THE TASK: Your task is to write out the full listing once more, exactly.

RECORDS SUPPLIED:
= = = =

//! Snapshot record types.
//!
//! Field names follow the back end's PascalCase JSON. Everything except the
//! record identifiers is optional or defaulted; the server omits fields it has
//! not fetched yet and the console must still reconcile the rest.

#[cfg(test)]
#[path = "state_test.rs"]
mod state_test;

use serde::{Deserialize, Serialize};

/// Status value that removes a record from the scene even while listed.
pub const TERMINATED: &str = "TERMINATED";

/// Full authoritative server state.
#[derive(Clone, Debug, Default, PartialEq, Serialize, Deserialize)]
#[serde(rename_all = "PascalCase", default)]
pub struct State {
    pub fleets: Vec<FleetData>,
    pub matchmaking_configurations: Vec<MatchmakingConfiguration>,
    pub game_session_queues: Vec<GameSessionQueue>,
    pub aliases: Vec<Alias>,
}

impl State {
    /// Resolve a queue destination ARN to the fleet id it routes to.
    ///
    /// Fleet ARNs resolve directly. Alias ARNs resolve through the alias's
    /// routing strategy; terminal aliases (no fleet) resolve to `None`.
    #[must_use]
    pub fn resolve_fleet_id(&self, destination_arn: &str) -> Option<String> {
        if let Some(fleet) = self
            .fleets
            .iter()
            .find(|f| f.fleet_arn.as_deref() == Some(destination_arn) || f.fleet_id == destination_arn)
        {
            return Some(fleet.fleet_id.clone());
        }

        if let Some((_, suffix)) = destination_arn.split_once(":fleet/") {
            return Some(suffix.to_owned());
        }

        let alias_id = destination_arn
            .split_once(":alias/")
            .map_or(destination_arn, |(_, suffix)| suffix);
        self.aliases
            .iter()
            .find(|a| a.alias_arn.as_deref() == Some(destination_arn) || a.alias_id == alias_id)
            .and_then(|a| a.routing_strategy.as_ref())
            .and_then(|r| r.fleet_id.clone())
    }
}

/// One fleet bundled with its capacity, utilization, instances and sessions.
#[derive(Clone, Debug, Default, PartialEq, Serialize, Deserialize)]
#[serde(rename_all = "PascalCase")]
pub struct FleetData {
    pub fleet_id: String,
    #[serde(default)]
    pub fleet_arn: Option<String>,
    #[serde(default)]
    pub name: Option<String>,
    #[serde(default)]
    pub status: Option<String>,
    #[serde(default)]
    pub instance_type: Option<String>,
    #[serde(default)]
    pub fleet_capacity: Option<FleetCapacity>,
    #[serde(default)]
    pub fleet_utilization: Option<FleetUtilization>,
    #[serde(default)]
    pub instances: Vec<Instance>,
    #[serde(default)]
    pub game_sessions: Vec<GameSession>,
}

#[derive(Clone, Debug, Default, PartialEq, Serialize, Deserialize)]
#[serde(rename_all = "PascalCase", default)]
pub struct FleetCapacity {
    pub instance_type: Option<String>,
    pub instance_counts: InstanceCounts,
}

#[derive(Clone, Copy, Debug, Default, PartialEq, Eq, Serialize, Deserialize)]
#[serde(rename_all = "PascalCase", default)]
pub struct InstanceCounts {
    pub desired: u32,
    pub minimum: u32,
    pub maximum: u32,
    pub pending: u32,
    pub active: u32,
    pub idle: u32,
    pub terminating: u32,
}

#[derive(Clone, Copy, Debug, Default, PartialEq, Eq, Serialize, Deserialize)]
#[serde(rename_all = "PascalCase", default)]
pub struct FleetUtilization {
    pub active_server_process_count: u32,
    pub active_game_session_count: u32,
    pub current_player_session_count: u32,
    pub maximum_player_session_count: u32,
}

/// A compute instance inside a fleet.
#[derive(Clone, Debug, Default, PartialEq, Serialize, Deserialize)]
#[serde(rename_all = "PascalCase")]
pub struct Instance {
    pub instance_id: String,
    #[serde(default)]
    pub ip_address: Option<String>,
    #[serde(default)]
    pub dns_name: Option<String>,
    #[serde(default)]
    pub status: Option<String>,
    #[serde(default, rename = "Type")]
    pub instance_type: Option<String>,
    #[serde(default)]
    pub location: Option<String>,
}

/// A game session hosted on a fleet.
#[derive(Clone, Debug, Default, PartialEq, Serialize, Deserialize)]
#[serde(rename_all = "PascalCase")]
pub struct GameSession {
    pub game_session_id: String,
    #[serde(default)]
    pub name: Option<String>,
    #[serde(default)]
    pub status: Option<String>,
    #[serde(default)]
    pub ip_address: Option<String>,
    #[serde(default)]
    pub port: Option<u16>,
    #[serde(default)]
    pub current_player_session_count: u32,
    #[serde(default)]
    pub maximum_player_session_count: u32,
}

#[derive(Clone, Debug, Default, PartialEq, Serialize, Deserialize)]
#[serde(rename_all = "PascalCase")]
pub struct MatchmakingConfiguration {
    pub name: String,
    #[serde(default)]
    pub configuration_arn: Option<String>,
    #[serde(default)]
    pub game_session_queue_arns: Vec<String>,
    #[serde(default)]
    pub rule_set_name: Option<String>,
    #[serde(default)]
    pub request_timeout_seconds: Option<u32>,
    #[serde(default)]
    pub acceptance_required: bool,
    #[serde(default)]
    pub flex_match_mode: Option<String>,
}

#[derive(Clone, Debug, Default, PartialEq, Serialize, Deserialize)]
#[serde(rename_all = "PascalCase")]
pub struct GameSessionQueue {
    pub name: String,
    #[serde(default)]
    pub game_session_queue_arn: Option<String>,
    #[serde(default)]
    pub timeout_in_seconds: Option<u32>,
    #[serde(default)]
    pub destinations: Vec<QueueDestination>,
}

#[derive(Clone, Debug, Default, PartialEq, Serialize, Deserialize)]
#[serde(rename_all = "PascalCase")]
pub struct QueueDestination {
    pub destination_arn: String,
}

#[derive(Clone, Debug, Default, PartialEq, Serialize, Deserialize)]
#[serde(rename_all = "PascalCase")]
pub struct Alias {
    pub alias_id: String,
    #[serde(default)]
    pub name: Option<String>,
    #[serde(default)]
    pub alias_arn: Option<String>,
    #[serde(default)]
    pub routing_strategy: Option<RoutingStrategy>,
}

#[derive(Clone, Debug, Default, PartialEq, Serialize, Deserialize)]
#[serde(rename_all = "PascalCase", default)]
pub struct RoutingStrategy {
    #[serde(rename = "Type")]
    pub strategy_type: Option<String>,
    pub fleet_id: Option<String>,
    pub message: Option<String>,
}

= = = =

ANSWER BOX:
//! Snapshot record types.
//!
//! Field names follow the back end's PascalCase JSON. Everything except the
//! record identifiers is optional or defaulted; the server omits fields it has
//! not fetched yet and the console must still reconcile the rest.

#[cfg(test)]
#[path = "state_test.rs"]
mod state_test;

use serde::{Deserialize, Serialize};

/// Status value that removes a record from the scene even while listed.
pub const TERMINATED: &str = "TERMINATED";

/// Full authoritative server state.
#[derive(Clone, Debug, Default, PartialEq, Serialize, Deserialize)]
#[serde(rename_all = "PascalCase", default)]
pub struct State {
    pub fleets: Vec<FleetData>,
    pub matchmaking_configurations: Vec<MatchmakingConfiguration>,
    pub game_session_queues: Vec<GameSessionQueue>,
    pub aliases: Vec<Alias>,
}

impl State {
    /// Resolve a queue destination ARN to the fleet id it routes to.
    ///
    /// Fleet ARNs resolve directly. Alias ARNs resolve through the alias's
    /// routing strategy; terminal aliases (no fleet) resolve to `None`.
    #[must_use]
    pub fn resolve_fleet_id(&self, destination_arn: &str) -> Option<String> {
        if let Some(fleet) = self
            .fleets
            .iter()
            .find(|f| f.fleet_arn.as_deref() == Some(destination_arn) || f.fleet_id == destination_arn)
        {
            return Some(fleet.fleet_id.clone());
        }

        if let Some((_, suffix)) = destination_arn.split_once(":fleet/") {
            return Some(suffix.to_owned());
        }

        let alias_id = destination_arn
            .split_once(":alias/")
            .map_or(destination_arn, |(_, suffix)| suffix);
        self.aliases
            .iter()
            .find(|a| a.alias_arn.as_deref() == Some(destination_arn) || a.alias_id == alias_id)
            .and_then(|a| a.routing_strategy.as_ref())
            .and_then(|r| r.fleet_id.clone())
    }
}

/// One fleet bundled with its capacity, utilization, instances and sessions.
#[derive(Clone, Debug, Default, PartialEq, Serialize, Deserialize)]
#[serde(rename_all = "PascalCase")]
pub struct FleetData {
    pub fleet_id: String,
    #[serde(default)]
    pub fleet_arn: Option<String>,
    #[serde(default)]
    pub name: Option<String>,
    #[serde(default)]
    pub status: Option<String>,
    #[serde(default)]
    pub instance_type: Option<String>,
    #[serde(default)]
    pub fleet_capacity: Option<FleetCapacity>,
    #[serde(default)]
    pub fleet_utilization: Option<FleetUtilization>,
    #[serde(default)]
    pub instances: Vec<Instance>,
    #[serde(default)]
    pub game_sessions: Vec<GameSession>,
}

#[derive(Clone, Debug, Default, PartialEq, Serialize, Deserialize)]
#[serde(rename_all = "PascalCase", default)]
pub struct FleetCapacity {
    pub instance_type: Option<String>,
    pub instance_counts: InstanceCounts,
}

#[derive(Clone, Copy, Debug, Default, PartialEq, Eq, Serialize, Deserialize)]
#[serde(rename_all = "PascalCase", default)]
pub struct InstanceCounts {
    pub desired: u32,
    pub minimum: u32,
    pub maximum: u32,
    pub pending: u32,
    pub active: u32,
    pub idle: u32,
    pub terminating: u32,
}

#[derive(Clone, Copy, Debug, Default, PartialEq, Eq, Serialize, Deserialize)]
#[serde(rename_all = "PascalCase", default)]
pub struct FleetUtilization {
    pub active_server_process_count: u32,
    pub active_game_session_count: u32,
    pub current_player_session_count: u32,
    pub maximum_player_session_count: u32,
}

/// A compute instance inside a fleet.
#[derive(Clone, Debug, Default, PartialEq, Serialize, Deserialize)]
#[serde(rename_all = "PascalCase")]
pub struct Instance {
    pub instance_id: String,
    #[serde(default)]
    pub ip_address: Option<String>,
    #[serde(default)]
    pub dns_name: Option<String>,
    #[serde(default)]
    pub status: Option<String>,
    #[serde(default, rename = "Type")]
    pub instance_type: Option<String>,
    #[serde(default)]
    pub location: Option<String>,
}

/// A game session hosted on a fleet.
#[derive(Clone, Debug, Default, PartialEq, Serialize, Deserialize)]
#[serde(rename_all = "PascalCase")]
pub struct GameSession {
    pub game_session_id: String,
    #[serde(default)]
    pub name: Option<String>,
    #[serde(default)]
    pub status: Option<String>,
    #[serde(default)]
    pub ip_address: Option<String>,
    #[serde(default)]
    pub port: Option<u16>,
    #[serde(default)]
    pub current_player_session_count: u32,
    #[serde(default)]
    pub maximum_player_session_count: u32,
}

#[derive(Clone, Debug, Default, PartialEq, Serialize, Deserialize)]
#[serde(rename_all = "PascalCase")]
pub struct MatchmakingConfiguration {
    pub name: String,
    #[serde(default)]
    pub configuration_arn: Option<String>,
    #[serde(default)]
    pub game_session_queue_arns: Vec<String>,
    #[serde(default)]
    pub rule_set_name: Option<String>,
    #[serde(default)]
    pub request_timeout_seconds: Option<u32>,
    #[serde(default)]
    pub acceptance_required: bool,
    #[serde(default)]
    pub flex_match_mode: Option<String>,
}

#[derive(Clone, Debug, Default, PartialEq, Serialize, Deserialize)]
#[serde(rename_all = "PascalCase")]
pub struct GameSessionQueue {
    pub name: String,
    #[serde(default)]
    pub game_session_queue_arn: Option<String>,
    #[serde(default)]
    pub timeout_in_seconds: Option<u32>,
    #[serde(default)]
    pub destinations: Vec<QueueDestination>,
}

#[derive(Clone, Debug, Default, PartialEq, Serialize, Deserialize)]
#[serde(rename_all = "PascalCase")]
pub struct QueueDestination {
    pub destination_arn: String,
}

#[derive(Clone, Debug, Default, PartialEq, Serialize, Deserialize)]
#[serde(rename_all = "PascalCase")]
pub struct Alias {
    pub alias_id: String,
    #[serde(default)]
    pub name: Option<String>,
    #[serde(default)]
    pub alias_arn: Option<String>,
    #[serde(default)]
    pub routing_strategy: Option<RoutingStrategy>,
}

#[derive(Clone, Debug, Default, PartialEq, Serialize, Deserialize)]
#[serde(rename_all = "PascalCase", default)]
pub struct RoutingStrategy {
    #[serde(rename = "Type")]
    pub strategy_type: Option<String>,
    pub fleet_id: Option<String>,
    pub message: Option<String>,
}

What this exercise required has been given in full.